(Collected data entries)
--

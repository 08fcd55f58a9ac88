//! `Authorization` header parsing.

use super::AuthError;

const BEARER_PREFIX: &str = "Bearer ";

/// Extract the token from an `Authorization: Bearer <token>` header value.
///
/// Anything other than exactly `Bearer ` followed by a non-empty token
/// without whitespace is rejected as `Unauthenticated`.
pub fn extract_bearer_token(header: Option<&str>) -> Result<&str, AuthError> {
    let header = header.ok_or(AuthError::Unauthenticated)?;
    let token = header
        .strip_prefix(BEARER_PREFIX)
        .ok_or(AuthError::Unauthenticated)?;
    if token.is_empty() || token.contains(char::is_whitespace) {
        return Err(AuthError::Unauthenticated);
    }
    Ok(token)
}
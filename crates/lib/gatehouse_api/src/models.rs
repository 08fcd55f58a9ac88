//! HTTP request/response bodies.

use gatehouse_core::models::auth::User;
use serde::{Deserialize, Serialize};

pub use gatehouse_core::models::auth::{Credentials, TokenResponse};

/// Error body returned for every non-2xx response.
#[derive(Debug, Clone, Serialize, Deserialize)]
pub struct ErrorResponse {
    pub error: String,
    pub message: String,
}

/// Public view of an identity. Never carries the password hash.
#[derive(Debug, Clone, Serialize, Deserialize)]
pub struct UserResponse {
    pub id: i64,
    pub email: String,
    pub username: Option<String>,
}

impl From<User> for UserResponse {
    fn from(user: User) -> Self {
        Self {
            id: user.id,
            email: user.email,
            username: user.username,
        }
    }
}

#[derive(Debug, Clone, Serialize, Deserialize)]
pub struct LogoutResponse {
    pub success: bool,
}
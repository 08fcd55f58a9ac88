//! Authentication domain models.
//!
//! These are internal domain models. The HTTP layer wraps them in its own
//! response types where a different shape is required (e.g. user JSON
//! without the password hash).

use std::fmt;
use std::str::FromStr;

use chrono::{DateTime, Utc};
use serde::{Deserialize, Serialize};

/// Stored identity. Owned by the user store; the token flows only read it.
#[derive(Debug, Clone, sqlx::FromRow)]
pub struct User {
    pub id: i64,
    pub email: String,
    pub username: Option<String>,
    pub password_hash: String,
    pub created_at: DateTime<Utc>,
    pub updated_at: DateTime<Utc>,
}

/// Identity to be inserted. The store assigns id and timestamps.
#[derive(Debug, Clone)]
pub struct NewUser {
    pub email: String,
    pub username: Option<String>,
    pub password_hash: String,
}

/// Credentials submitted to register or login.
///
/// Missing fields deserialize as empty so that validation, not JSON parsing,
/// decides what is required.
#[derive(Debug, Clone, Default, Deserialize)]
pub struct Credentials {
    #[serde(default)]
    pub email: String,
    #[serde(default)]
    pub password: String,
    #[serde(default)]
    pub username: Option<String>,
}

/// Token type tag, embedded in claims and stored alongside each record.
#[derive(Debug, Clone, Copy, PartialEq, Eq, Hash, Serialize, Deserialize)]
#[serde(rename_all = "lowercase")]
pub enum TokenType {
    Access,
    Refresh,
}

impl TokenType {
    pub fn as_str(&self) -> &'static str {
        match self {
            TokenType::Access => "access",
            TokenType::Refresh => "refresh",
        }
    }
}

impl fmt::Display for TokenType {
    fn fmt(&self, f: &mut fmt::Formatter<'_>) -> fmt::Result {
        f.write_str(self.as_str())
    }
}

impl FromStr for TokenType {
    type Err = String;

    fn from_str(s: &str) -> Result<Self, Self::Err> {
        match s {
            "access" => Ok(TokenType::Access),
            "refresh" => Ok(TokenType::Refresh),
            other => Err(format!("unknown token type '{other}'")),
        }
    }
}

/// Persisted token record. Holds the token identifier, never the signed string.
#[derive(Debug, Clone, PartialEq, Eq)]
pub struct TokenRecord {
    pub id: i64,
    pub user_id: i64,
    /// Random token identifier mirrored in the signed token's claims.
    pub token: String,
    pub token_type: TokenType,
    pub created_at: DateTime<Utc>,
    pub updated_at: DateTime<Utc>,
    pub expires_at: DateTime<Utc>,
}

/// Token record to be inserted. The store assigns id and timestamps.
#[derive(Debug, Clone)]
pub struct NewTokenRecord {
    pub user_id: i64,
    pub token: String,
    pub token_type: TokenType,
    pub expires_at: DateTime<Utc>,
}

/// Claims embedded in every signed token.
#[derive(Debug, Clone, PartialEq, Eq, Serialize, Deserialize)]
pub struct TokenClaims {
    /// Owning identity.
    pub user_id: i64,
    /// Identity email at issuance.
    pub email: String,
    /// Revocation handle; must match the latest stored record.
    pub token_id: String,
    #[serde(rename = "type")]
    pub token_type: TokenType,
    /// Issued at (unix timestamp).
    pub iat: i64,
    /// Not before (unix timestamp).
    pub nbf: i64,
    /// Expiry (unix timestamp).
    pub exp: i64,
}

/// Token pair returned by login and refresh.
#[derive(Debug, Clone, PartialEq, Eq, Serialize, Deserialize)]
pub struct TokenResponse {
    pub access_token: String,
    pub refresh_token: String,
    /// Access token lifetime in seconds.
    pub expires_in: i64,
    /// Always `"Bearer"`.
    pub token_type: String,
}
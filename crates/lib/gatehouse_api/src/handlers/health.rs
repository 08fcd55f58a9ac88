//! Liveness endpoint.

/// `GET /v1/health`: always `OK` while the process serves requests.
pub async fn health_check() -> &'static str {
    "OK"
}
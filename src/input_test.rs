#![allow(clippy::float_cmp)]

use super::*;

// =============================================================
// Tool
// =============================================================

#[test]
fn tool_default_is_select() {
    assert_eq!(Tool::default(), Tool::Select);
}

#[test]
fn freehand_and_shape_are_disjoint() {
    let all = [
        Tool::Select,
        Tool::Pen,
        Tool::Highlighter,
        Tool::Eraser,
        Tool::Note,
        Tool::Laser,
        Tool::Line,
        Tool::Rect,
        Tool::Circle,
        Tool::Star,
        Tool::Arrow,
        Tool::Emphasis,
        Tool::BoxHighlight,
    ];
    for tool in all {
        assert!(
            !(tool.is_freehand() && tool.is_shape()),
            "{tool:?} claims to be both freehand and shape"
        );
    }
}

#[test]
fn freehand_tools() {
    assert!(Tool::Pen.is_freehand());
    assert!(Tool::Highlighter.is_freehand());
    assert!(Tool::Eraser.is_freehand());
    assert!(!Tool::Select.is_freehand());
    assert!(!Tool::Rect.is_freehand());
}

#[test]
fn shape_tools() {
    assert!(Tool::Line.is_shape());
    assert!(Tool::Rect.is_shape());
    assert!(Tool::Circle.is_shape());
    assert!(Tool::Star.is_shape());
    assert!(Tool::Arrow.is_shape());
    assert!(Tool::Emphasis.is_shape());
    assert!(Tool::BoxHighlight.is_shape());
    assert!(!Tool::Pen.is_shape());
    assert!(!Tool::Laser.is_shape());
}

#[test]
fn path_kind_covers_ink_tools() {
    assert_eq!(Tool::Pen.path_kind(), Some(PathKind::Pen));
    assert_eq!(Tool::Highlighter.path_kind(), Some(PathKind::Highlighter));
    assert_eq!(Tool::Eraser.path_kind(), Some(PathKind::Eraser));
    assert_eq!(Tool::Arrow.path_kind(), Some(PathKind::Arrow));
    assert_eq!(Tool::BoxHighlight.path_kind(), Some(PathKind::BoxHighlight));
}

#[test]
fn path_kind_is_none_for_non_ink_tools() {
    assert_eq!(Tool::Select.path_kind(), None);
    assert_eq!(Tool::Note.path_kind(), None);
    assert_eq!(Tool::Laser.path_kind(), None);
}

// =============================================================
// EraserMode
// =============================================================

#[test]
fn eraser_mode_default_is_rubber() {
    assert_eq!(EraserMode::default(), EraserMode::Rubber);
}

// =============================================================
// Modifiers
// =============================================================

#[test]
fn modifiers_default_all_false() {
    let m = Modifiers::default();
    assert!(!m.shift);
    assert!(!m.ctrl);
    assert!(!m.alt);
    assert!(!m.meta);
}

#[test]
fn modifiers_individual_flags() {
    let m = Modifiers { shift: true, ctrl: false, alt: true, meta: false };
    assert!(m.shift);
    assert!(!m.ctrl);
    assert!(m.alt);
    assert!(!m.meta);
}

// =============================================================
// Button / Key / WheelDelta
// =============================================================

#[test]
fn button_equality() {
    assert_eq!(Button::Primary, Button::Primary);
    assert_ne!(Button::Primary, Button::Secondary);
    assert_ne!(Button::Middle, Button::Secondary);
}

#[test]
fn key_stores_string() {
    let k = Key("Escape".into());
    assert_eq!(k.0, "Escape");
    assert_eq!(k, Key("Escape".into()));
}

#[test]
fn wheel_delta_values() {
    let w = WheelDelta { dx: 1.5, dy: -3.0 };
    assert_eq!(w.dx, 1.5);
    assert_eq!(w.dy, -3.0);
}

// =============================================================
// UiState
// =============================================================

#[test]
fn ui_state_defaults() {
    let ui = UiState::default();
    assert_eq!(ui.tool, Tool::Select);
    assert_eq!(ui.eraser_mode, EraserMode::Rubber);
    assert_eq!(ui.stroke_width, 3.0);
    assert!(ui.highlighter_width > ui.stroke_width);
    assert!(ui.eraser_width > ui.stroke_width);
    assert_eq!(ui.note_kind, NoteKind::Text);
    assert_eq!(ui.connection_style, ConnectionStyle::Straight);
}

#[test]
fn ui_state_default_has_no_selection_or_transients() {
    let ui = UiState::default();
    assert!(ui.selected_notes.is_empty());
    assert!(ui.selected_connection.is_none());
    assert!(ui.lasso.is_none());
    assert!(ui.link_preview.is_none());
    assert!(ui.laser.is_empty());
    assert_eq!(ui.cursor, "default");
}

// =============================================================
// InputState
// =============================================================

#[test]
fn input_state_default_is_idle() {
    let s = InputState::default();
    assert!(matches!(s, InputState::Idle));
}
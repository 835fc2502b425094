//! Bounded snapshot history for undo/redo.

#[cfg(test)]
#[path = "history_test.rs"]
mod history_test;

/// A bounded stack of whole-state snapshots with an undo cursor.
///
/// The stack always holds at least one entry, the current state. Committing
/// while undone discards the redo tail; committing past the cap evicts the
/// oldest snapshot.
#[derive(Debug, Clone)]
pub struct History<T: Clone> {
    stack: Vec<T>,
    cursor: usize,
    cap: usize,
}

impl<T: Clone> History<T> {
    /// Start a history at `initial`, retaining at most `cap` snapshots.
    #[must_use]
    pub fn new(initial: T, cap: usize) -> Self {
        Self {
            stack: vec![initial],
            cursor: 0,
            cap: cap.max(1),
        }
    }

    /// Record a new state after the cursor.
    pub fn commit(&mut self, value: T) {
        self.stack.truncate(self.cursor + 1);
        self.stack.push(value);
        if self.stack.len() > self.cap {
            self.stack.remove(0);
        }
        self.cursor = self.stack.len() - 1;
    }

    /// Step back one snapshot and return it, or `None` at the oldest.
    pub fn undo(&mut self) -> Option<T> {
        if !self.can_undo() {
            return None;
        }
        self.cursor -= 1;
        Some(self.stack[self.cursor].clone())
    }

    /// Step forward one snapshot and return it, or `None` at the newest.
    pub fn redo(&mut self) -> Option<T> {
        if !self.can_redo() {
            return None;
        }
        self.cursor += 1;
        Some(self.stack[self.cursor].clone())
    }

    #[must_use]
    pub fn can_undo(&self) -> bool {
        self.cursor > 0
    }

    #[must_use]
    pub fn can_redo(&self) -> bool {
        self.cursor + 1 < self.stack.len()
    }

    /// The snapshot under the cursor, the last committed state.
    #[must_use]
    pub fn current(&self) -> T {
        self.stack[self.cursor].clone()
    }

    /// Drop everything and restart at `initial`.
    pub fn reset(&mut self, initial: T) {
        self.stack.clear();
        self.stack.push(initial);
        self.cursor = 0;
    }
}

--

Among the records above, a stretch begins at the line containing "assert!(!m.alt);" and ends at the line containing "assert!(ui.eraser_width > ui.stroke_width);". Restate that stretch word for word, and nothing else.

    assert!(!m.alt);
    assert!(!m.meta);
}

#[test]
fn modifiers_individual_flags() {
    let m = Modifiers { shift: true, ctrl: false, alt: true, meta: false };
    assert!(m.shift);
    assert!(!m.ctrl);
    assert!(m.alt);
    assert!(!m.meta);
}

// =============================================================
// Button / Key / WheelDelta
// =============================================================

#[test]
fn button_equality() {
    assert_eq!(Button::Primary, Button::Primary);
    assert_ne!(Button::Primary, Button::Secondary);
    assert_ne!(Button::Middle, Button::Secondary);
}

#[test]
fn key_stores_string() {
    let k = Key("Escape".into());
    assert_eq!(k.0, "Escape");
    assert_eq!(k, Key("Escape".into()));
}

#[test]
fn wheel_delta_values() {
    let w = WheelDelta { dx: 1.5, dy: -3.0 };
    assert_eq!(w.dx, 1.5);
    assert_eq!(w.dy, -3.0);
}

// =============================================================
// UiState
// =============================================================

#[test]
fn ui_state_defaults() {
    let ui = UiState::default();
    assert_eq!(ui.tool, Tool::Select);
    assert_eq!(ui.eraser_mode, EraserMode::Rubber);
    assert_eq!(ui.stroke_width, 3.0);
    assert!(ui.highlighter_width > ui.stroke_width);
    assert!(ui.eraser_width > ui.stroke_width);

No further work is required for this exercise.